Information shown -
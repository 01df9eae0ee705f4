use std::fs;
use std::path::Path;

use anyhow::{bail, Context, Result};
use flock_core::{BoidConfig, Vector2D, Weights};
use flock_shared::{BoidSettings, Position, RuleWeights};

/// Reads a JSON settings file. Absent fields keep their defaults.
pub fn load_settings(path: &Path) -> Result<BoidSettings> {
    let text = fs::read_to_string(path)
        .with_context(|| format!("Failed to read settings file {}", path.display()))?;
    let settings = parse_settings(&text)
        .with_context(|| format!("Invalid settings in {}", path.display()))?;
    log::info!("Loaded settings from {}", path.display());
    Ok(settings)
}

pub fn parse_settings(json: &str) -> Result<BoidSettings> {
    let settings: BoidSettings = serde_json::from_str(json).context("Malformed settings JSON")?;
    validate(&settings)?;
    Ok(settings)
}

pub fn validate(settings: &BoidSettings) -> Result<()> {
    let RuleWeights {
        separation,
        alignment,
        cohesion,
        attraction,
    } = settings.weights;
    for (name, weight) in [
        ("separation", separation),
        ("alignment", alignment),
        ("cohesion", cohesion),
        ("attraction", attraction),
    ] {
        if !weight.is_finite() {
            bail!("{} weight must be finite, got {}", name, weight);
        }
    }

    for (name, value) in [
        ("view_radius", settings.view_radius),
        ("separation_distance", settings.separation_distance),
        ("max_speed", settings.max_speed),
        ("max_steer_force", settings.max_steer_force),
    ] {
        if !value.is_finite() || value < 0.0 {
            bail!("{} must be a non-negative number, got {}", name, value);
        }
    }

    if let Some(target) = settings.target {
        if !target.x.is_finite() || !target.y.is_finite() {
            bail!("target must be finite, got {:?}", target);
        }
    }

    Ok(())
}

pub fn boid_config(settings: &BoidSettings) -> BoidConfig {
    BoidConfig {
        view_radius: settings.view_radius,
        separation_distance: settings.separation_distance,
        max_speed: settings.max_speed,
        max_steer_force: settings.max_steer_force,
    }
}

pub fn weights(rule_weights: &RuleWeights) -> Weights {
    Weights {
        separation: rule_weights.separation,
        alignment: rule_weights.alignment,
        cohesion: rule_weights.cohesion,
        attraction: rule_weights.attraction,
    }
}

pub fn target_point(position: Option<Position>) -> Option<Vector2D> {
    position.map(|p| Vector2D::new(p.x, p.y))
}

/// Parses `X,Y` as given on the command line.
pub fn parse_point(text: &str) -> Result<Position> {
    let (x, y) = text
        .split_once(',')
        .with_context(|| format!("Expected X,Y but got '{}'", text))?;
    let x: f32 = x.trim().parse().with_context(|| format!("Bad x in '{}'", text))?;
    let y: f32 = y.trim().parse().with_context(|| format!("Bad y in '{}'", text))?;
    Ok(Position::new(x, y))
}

What is needed - Could you give the data above again, exact in every line?

Written answer -
repository 01df9eae0ee705f4
use std::fs;
use std::path::Path;

use anyhow::{bail, Context, Result};
use flock_core::{BoidConfig, Vector2D, Weights};
use flock_shared::{BoidSettings, Position, RuleWeights};

/// Reads a JSON settings file. Absent fields keep their defaults.
pub fn load_settings(path: &Path) -> Result<BoidSettings> {
    let text = fs::read_to_string(path)
        .with_context(|| format!("Failed to read settings file {}", path.display()))?;
    let settings = parse_settings(&text)
        .with_context(|| format!("Invalid settings in {}", path.display()))?;
    log::info!("Loaded settings from {}", path.display());
    Ok(settings)
}

pub fn parse_settings(json: &str) -> Result<BoidSettings> {
    let settings: BoidSettings = serde_json::from_str(json).context("Malformed settings JSON")?;
    validate(&settings)?;
    Ok(settings)
}

pub fn validate(settings: &BoidSettings) -> Result<()> {
    let RuleWeights {
        separation,
        alignment,
        cohesion,
        attraction,
    } = settings.weights;
    for (name, weight) in [
        ("separation", separation),
        ("alignment", alignment),
        ("cohesion", cohesion),
        ("attraction", attraction),
    ] {
        if !weight.is_finite() {
            bail!("{} weight must be finite, got {}", name, weight);
        }
    }

    for (name, value) in [
        ("view_radius", settings.view_radius),
        ("separation_distance", settings.separation_distance),
        ("max_speed", settings.max_speed),
        ("max_steer_force", settings.max_steer_force),
    ] {
        if !value.is_finite() || value < 0.0 {
            bail!("{} must be a non-negative number, got {}", name, value);
        }
    }

    if let Some(target) = settings.target {
        if !target.x.is_finite() || !target.y.is_finite() {
            bail!("target must be finite, got {:?}", target);
        }
    }

    Ok(())
}

pub fn boid_config(settings: &BoidSettings) -> BoidConfig {
    BoidConfig {
        view_radius: settings.view_radius,
        separation_distance: settings.separation_distance,
        max_speed: settings.max_speed,
        max_steer_force: settings.max_steer_force,
    }
}

pub fn weights(rule_weights: &RuleWeights) -> Weights {
    Weights {
        separation: rule_weights.separation,
        alignment: rule_weights.alignment,
        cohesion: rule_weights.cohesion,
        attraction: rule_weights.attraction,
    }
}

pub fn target_point(position: Option<Position>) -> Option<Vector2D> {
    position.map(|p| Vector2D::new(p.x, p.y))
}

/// Parses `X,Y` as given on the command line.
pub fn parse_point(text: &str) -> Result<Position> {
    let (x, y) = text
        .split_once(',')
        .with_context(|| format!("Expected X,Y but got '{}'", text))?;
    let x: f32 = x.trim().parse().with_context(|| format!("Bad x in '{}'", text))?;
    let y: f32 = y.trim().parse().with_context(|| format!("Bad y in '{}'", text))?;
    Ok(Position::new(x, y))
}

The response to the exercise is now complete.